MEAN Stack for App Development: The Pros and Cons

MEAN Stack for App Development: The Pros and Cons

The MEAN stack for web app development is one of the most popular groups of programming technologies in 2018. It’s quickly gained recognition over the last five or so years.

Some developers feel like it will one day completely replace most if not all popular stacks like a LAMP, Ruby on Rails, WIMP, MERN, and others. This should come as no surprise, as Google has heavily influenced this developer protocol with their Angular and Node framework and server-side runtime environment.

MEAN stack
image source: Thinkwik / Medium

The MEAN stack comprises the following:

  • MongoDB: Schemaless NoSQL database that manages data in JSON that speeds data transfer between client and server.

  • ExpressJS: The lightweight framework used to build web apps in Node.

  • AngularJS: A new Java framework developed by Google, featuring two-way data binding which allows for blindingly quick development on the front end.

  • NodeJS: Server-side Java execution environment built on Google Chrome’s V8 Javascript runtime.

Most new developers and even many experienced professionals prefer a tested stack with software components that are proven to work well together, as opposed to testing and inevitably failing with unproven combinations in the field. This is a given, as clients want working apps today, not tomorrow. This is because once a good stack has been identified to run both the front and back end, devs can get to focusing on the beta testing stage much more quickly.

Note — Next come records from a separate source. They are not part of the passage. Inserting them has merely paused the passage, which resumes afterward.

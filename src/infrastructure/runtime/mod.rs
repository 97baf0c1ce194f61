//! Playback Runtime - 播放控制器的 actor 宿主
//!
//! 控制器只在 runtime 任务上被访问：用户命令、引擎回调和延迟推进
//! 都通过同一个 mailbox 串行送达

mod mailbox;
mod playback_runtime;

#[cfg(test)]
pub(crate) use mailbox::Message;
pub use mailbox::{Mailbox, PlaybackCommand, SpeechEventSink};
pub use playback_runtime::{PlaybackHandle, PlaybackRuntime, RuntimeError};
//! In-Memory Document - 纯文本分页文档
//!
//! 以换页符分页，使用等宽排版推算字符几何，供演示宿主和测试使用

use serde::{Deserialize, Serialize};
use std::path::Path;

use crate::application::ports::{DocumentError, PageTextProviderPort};
use crate::domain::{DocumentKey, Rect, TextRange};

/// 页面分隔符（换页符）
pub const PAGE_BREAK: char = '\u{0C}';

/// 等宽排版参数（单位: pt）
#[derive(Debug, Clone, PartialEq, Serialize, Deserialize)]
pub struct LayoutConfig {
    #[serde(default = "default_margin")]
    pub margin: f64,
    #[serde(default = "default_char_width")]
    pub char_width: f64,
    #[serde(default = "default_line_height")]
    pub line_height: f64,
    /// 每行最多字符数，超过时自动折行
    #[serde(default = "default_chars_per_line")]
    pub chars_per_line: usize,
}

fn default_margin() -> f64 {
    36.0
}

fn default_char_width() -> f64 {
    6.0
}

fn default_line_height() -> f64 {
    14.0
}

fn default_chars_per_line() -> usize {
    80
}

impl Default for LayoutConfig {
    fn default() -> Self {
        Self {
            margin: default_margin(),
            char_width: default_char_width(),
            line_height: default_line_height(),
            chars_per_line: default_chars_per_line(),
        }
    }
}

/// 内存文档
pub struct InMemoryDocument {
    key: DocumentKey,
    pages: Vec<String>,
    layout: LayoutConfig,
}

impl InMemoryDocument {
    pub fn new(key: DocumentKey, pages: Vec<String>, layout: LayoutConfig) -> Self {
        Self { key, pages, layout }
    }

    /// 按换页符拆分文本
    pub fn from_text(key: DocumentKey, text: &str, layout: LayoutConfig) -> Self {
        let pages = text.split(PAGE_BREAK).map(str::to_string).collect();
        Self::new(key, pages, layout)
    }

    /// 读取文本文件，文件路径作为文档 key
    pub fn from_file(path: impl AsRef<Path>, layout: LayoutConfig) -> Result<Self, DocumentError> {
        let path = path.as_ref();
        let text = std::fs::read_to_string(path)
            .map_err(|e| DocumentError::IoError(format!("{}: {}", path.display(), e)))?;
        let document = Self::from_text(DocumentKey::new(path.display().to_string()), &text, layout);
        tracing::info!(
            path = %path.display(),
            pages = document.pages.len(),
            "Document loaded"
        );
        Ok(document)
    }

    fn char_rect(&self, line: usize, column: usize) -> Rect {
        Rect::new(
            self.layout.margin + column as f64 * self.layout.char_width,
            self.layout.margin + line as f64 * self.layout.line_height,
            self.layout.char_width,
            self.layout.line_height,
        )
    }
}

impl PageTextProviderPort for InMemoryDocument {
    fn document_key(&self) -> &DocumentKey {
        &self.key
    }

    fn page_count(&self) -> usize {
        self.pages.len()
    }

    fn page_text(&self, page_index: usize) -> Result<String, DocumentError> {
        self.pages
            .get(page_index)
            .cloned()
            .ok_or(DocumentError::PageOutOfRange {
                page_index,
                page_count: self.pages.len(),
            })
    }

    fn geometry(&self, page_index: usize, range: TextRange) -> Option<Rect> {
        let text = self.pages.get(page_index)?;
        if range.is_empty() {
            return None;
        }

        let chars_per_line = self.layout.chars_per_line.max(1);
        let (mut line, mut column) = (0usize, 0usize);
        let mut bounds: Option<Rect> = None;

        for (offset, ch) in text.chars().enumerate() {
            if offset >= range.end() {
                break;
            }
            if ch == '\n' {
                line += 1;
                column = 0;
                continue;
            }
            if column >= chars_per_line {
                line += 1;
                column = 0;
            }
            if offset >= range.start {
                let rect = self.char_rect(line, column);
                bounds = Some(bounds.map_or(rect, |b| b.union(&rect)));
            }
            column += 1;
        }

        bounds
    }
}
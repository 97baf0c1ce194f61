//! Events - 播放事件发布

mod publisher;

pub use publisher::EventPublisher;
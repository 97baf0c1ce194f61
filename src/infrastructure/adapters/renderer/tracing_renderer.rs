//! Tracing Renderer - 把高亮输出到日志
//!
//! 没有图形界面的宿主（命令行演示、测试）使用

use std::sync::atomic::{AtomicUsize, Ordering};

use crate::application::ports::RendererPort;
use crate::domain::Rect;

#[derive(Debug, Default)]
pub struct TracingRenderer {
    drawn: AtomicUsize,
}

impl TracingRenderer {
    pub fn new() -> Self {
        Self::default()
    }

    /// 已绘制的高亮次数
    pub fn drawn(&self) -> usize {
        self.drawn.load(Ordering::Relaxed)
    }
}

impl RendererPort for TracingRenderer {
    fn highlight(&self, bounds: Rect, page_index: usize) {
        self.drawn.fetch_add(1, Ordering::Relaxed);
        tracing::info!(
            page_index = page_index,
            x = bounds.x,
            y = bounds.y,
            width = bounds.width,
            height = bounds.height,
            "Highlight"
        );
    }

    fn clear_highlight(&self) {
        tracing::debug!("Highlight cleared");
    }
}

#[cfg(test)]
mod tests {
    use super::*;

    #[test]
    fn test_counts_highlights() {
        let renderer = TracingRenderer::new();
        renderer.highlight(Rect::new(1.0, 2.0, 3.0, 4.0), 0);
        renderer.clear_highlight();
        renderer.highlight(Rect::new(1.0, 2.0, 3.0, 4.0), 1);
        assert_eq!(renderer.drawn(), 2);
    }
}
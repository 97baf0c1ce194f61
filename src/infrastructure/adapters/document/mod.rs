//! Document Adapter - 内存文档实现

mod in_memory_document;

pub use in_memory_document::{InMemoryDocument, LayoutConfig, PAGE_BREAK};
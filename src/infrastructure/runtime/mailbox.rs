//! Mailbox - runtime 的消息通道

use std::sync::Arc;
use tokio::sync::{mpsc, oneshot};

use crate::application::ports::{PageTextProviderPort, SpeechEvent};
use crate::application::{PlaybackError, PlaybackSnapshot};

/// 用户命令
pub enum PlaybackCommand {
    OpenDocument {
        document: Arc<dyn PageTextProviderPort>,
        start_page: usize,
    },
    Speak,
    Pause,
    Resume,
    Stop,
    NextSentence,
    PreviousSentence,
    JumpToSentence(usize),
    JumpToPage(usize),
}

impl PlaybackCommand {
    pub fn name(&self) -> &'static str {
        match self {
            PlaybackCommand::OpenDocument { .. } => "open_document",
            PlaybackCommand::Speak => "speak",
            PlaybackCommand::Pause => "pause",
            PlaybackCommand::Resume => "resume",
            PlaybackCommand::Stop => "stop",
            PlaybackCommand::NextSentence => "next_sentence",
            PlaybackCommand::PreviousSentence => "previous_sentence",
            PlaybackCommand::JumpToSentence(_) => "jump_to_sentence",
            PlaybackCommand::JumpToPage(_) => "jump_to_page",
        }
    }
}

pub(crate) enum Message {
    Command {
        command: PlaybackCommand,
        reply: oneshot::Sender<Result<(), PlaybackError>>,
    },
    Speech(SpeechEvent),
    AdvanceDue(u64),
    Snapshot(oneshot::Sender<PlaybackSnapshot>),
    Shutdown,
}

/// runtime 的收件箱
///
/// 先创建 mailbox，把 `speech_sink()` 交给语音引擎，再用它启动 runtime
pub struct Mailbox {
    pub(crate) tx: mpsc::UnboundedSender<Message>,
    pub(crate) rx: mpsc::UnboundedReceiver<Message>,
}

impl Mailbox {
    pub fn new() -> Self {
        let (tx, rx) = mpsc::unbounded_channel();
        Self { tx, rx }
    }

    pub fn speech_sink(&self) -> SpeechEventSink {
        SpeechEventSink {
            tx: self.tx.clone(),
        }
    }
}

impl Default for Mailbox {
    fn default() -> Self {
        Self::new()
    }
}

/// 引擎回调入口，可以在任意线程调用
#[derive(Clone)]
pub struct SpeechEventSink {
    tx: mpsc::UnboundedSender<Message>,
}

impl SpeechEventSink {
    pub fn emit(&self, event: SpeechEvent) {
        if self.tx.send(Message::Speech(event)).is_err() {
            tracing::debug!("Playback runtime gone, dropping speech event");
        }
    }

    /// 不连接任何 runtime 的 sink，事件全部丢弃
    pub fn detached() -> Self {
        let (tx, _) = mpsc::unbounded_channel();
        Self { tx }
    }
}

#[cfg(test)]
mod tests {
    use super::*;
    use crate::application::ports::UtteranceId;

    #[test]
    fn test_sink_delivers_into_mailbox() {
        let mut mailbox = Mailbox::new();
        let sink = mailbox.speech_sink();
        sink.emit(SpeechEvent::finished(UtteranceId(7)));

        match mailbox.rx.try_recv() {
            Ok(Message::Speech(event)) => assert_eq!(event.utterance_id, UtteranceId(7)),
            _ => panic!("expected a speech message"),
        }
    }

    #[test]
    fn test_detached_sink_drops_events() {
        let sink = SpeechEventSink::detached();
        sink.emit(SpeechEvent::finished(UtteranceId(1)));
    }

    #[test]
    fn test_command_names() {
        assert_eq!(PlaybackCommand::JumpToSentence(3).name(), "jump_to_sentence");
        assert_eq!(PlaybackCommand::Stop.name(), "stop");
    }
}
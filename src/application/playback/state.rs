//! Playback State - 播放状态与配置

use serde::{Deserialize, Serialize};
use std::time::Duration;

use crate::domain::Sentence;

/// 播放配置
#[derive(Debug, Clone, PartialEq, Serialize, Deserialize)]
pub struct PlaybackConfig {
    /// 句子结束（清除高亮）到朗读下一句之间的间隔（毫秒）
    #[serde(default = "default_advance_delay_ms")]
    pub advance_delay_ms: u64,
}

fn default_advance_delay_ms() -> u64 {
    100
}

impl Default for PlaybackConfig {
    fn default() -> Self {
        Self {
            advance_delay_ms: default_advance_delay_ms(),
        }
    }
}

impl PlaybackConfig {
    pub fn advance_delay(&self) -> Duration {
        Duration::from_millis(self.advance_delay_ms)
    }
}

/// 播放状态
///
/// Speaking / Paused 时恰好有一个当前句子
#[derive(Debug, Clone, PartialEq, Eq)]
pub enum PlaybackState {
    Idle,
    Speaking { sentence: Sentence },
    Paused { sentence: Sentence, resume_offset: usize },
    Stopped,
}

impl PlaybackState {
    pub fn as_str(&self) -> &'static str {
        match self {
            PlaybackState::Idle => "idle",
            PlaybackState::Speaking { .. } => "speaking",
            PlaybackState::Paused { .. } => "paused",
            PlaybackState::Stopped => "stopped",
        }
    }
}

/// 控制器要求宿主执行的延迟动作
#[derive(Debug, Clone, Copy, PartialEq, Eq)]
pub enum Directive {
    /// 延迟后调用 `advance(generation)`
    ScheduleAdvance { generation: u64, delay: Duration },
}

/// 播放状态快照
#[derive(Debug, Clone, PartialEq, Eq)]
pub struct PlaybackSnapshot {
    pub state: PlaybackState,
    pub page_index: usize,
    pub sentence_index: Option<usize>,
    pub sentence_count: usize,
    pub user_initiated: bool,
    pub generation: u64,
}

There are advantages of developing apps with MEAN stack. But it’s still limited in some respects, too. Keep reading to learn whether the stack is right for your app development needs.

App developer working using MEAN stack

Pros of MEAN stack programming:

Works faster

Everything in MEAN runs on JS – which means that commands are executed lighting-quick. The front and backend don’t need to be as heavily optimized to work together, as found in other stacks that use a different language for each respective purpose. Mongo is the best at managing queries and optimizing them on the fly.

Mean also separates code which makes maintenance and growth flawless when everything is working together well. Essentially, once you learn the ins and outs of MEAN (it takes awhile), you can deploy code more quickly, make changes on the fly, and end users will receive a much more efficient cloud-friendly app.

Easier to scale

Since all code is separated in MEAN, new code can be added and redundant code can be removed with much less downtime. Consider that Node was developed specifically to be a squeaky-clean runtime language, while PHP is a jumble of largely unrelated functions that often confuse developers, and which was never meant to operate as a runtime environment.

Add to that the seamless data storage and exchange of Mongo, the lightweight nature of Google’s Angular framework, and the ease of use building with Express, and you have (arguably) the most flawless full-stack JavaScript framework put together to date.

Cloud-friendly

MongoDB takes care of data storage and sharing in the MEAN stack environment. Automatic sharding and full cluster support work right out of the box with zero fiddling on the developer’s part.

In fact, MEAN was built with the cloud in mind, which is why is deploys so quickly and offers such amazing failover support and automatic replication ability.

Hyped app developer using MEAN stack

Cons of MEAN stack programming:

Too much hype

Falling prey to the hype behind MEAN is often cited as one of the biggest disadvantages of the stack. Devs clamor to use it because it’s trendy and popular, forgetting it’s still a new technology with much less support than Apache, MySQL, and PHP.

Truth is that while MEAN is faster to deploy, it still doesn’t offer the easy customization ability of LAMP or Ruby, mostly due to the lack of widespread support and documentation.

Lack of widespread support

All devs universally agree that MEAN works very well and is a blessing when it comes to ease of front and backend development of apps. However, Linux, Apache, MySQL, PHP, Perl, Python, and Ruby have been around for years and there are endless sources to find ways to tweak them to your application needs.

Security exploits

Even with Google offering the framework and runtime environment for MEAN, the stack is still considered less safe from a data security standpoint. You’ll absolutely find experienced devs that will disagree, but the fact that the oldest core software within the architecture is only ten years old at best, this means MEAN will be a prime target for hackers looking to take advantage of its relative youth.

Is MEAN right for you?

The MEAN stack does require a level of non-traditional training to make it work to its potential. This means additional education to become comfortable using it. Some technical schools have yet to gravitate away from Linux and PHP, in particular. However, MEAN, and “MEEN” which replaces AngularJS with Ember, are vastly regarded as the future of app development for cloud-based technologies.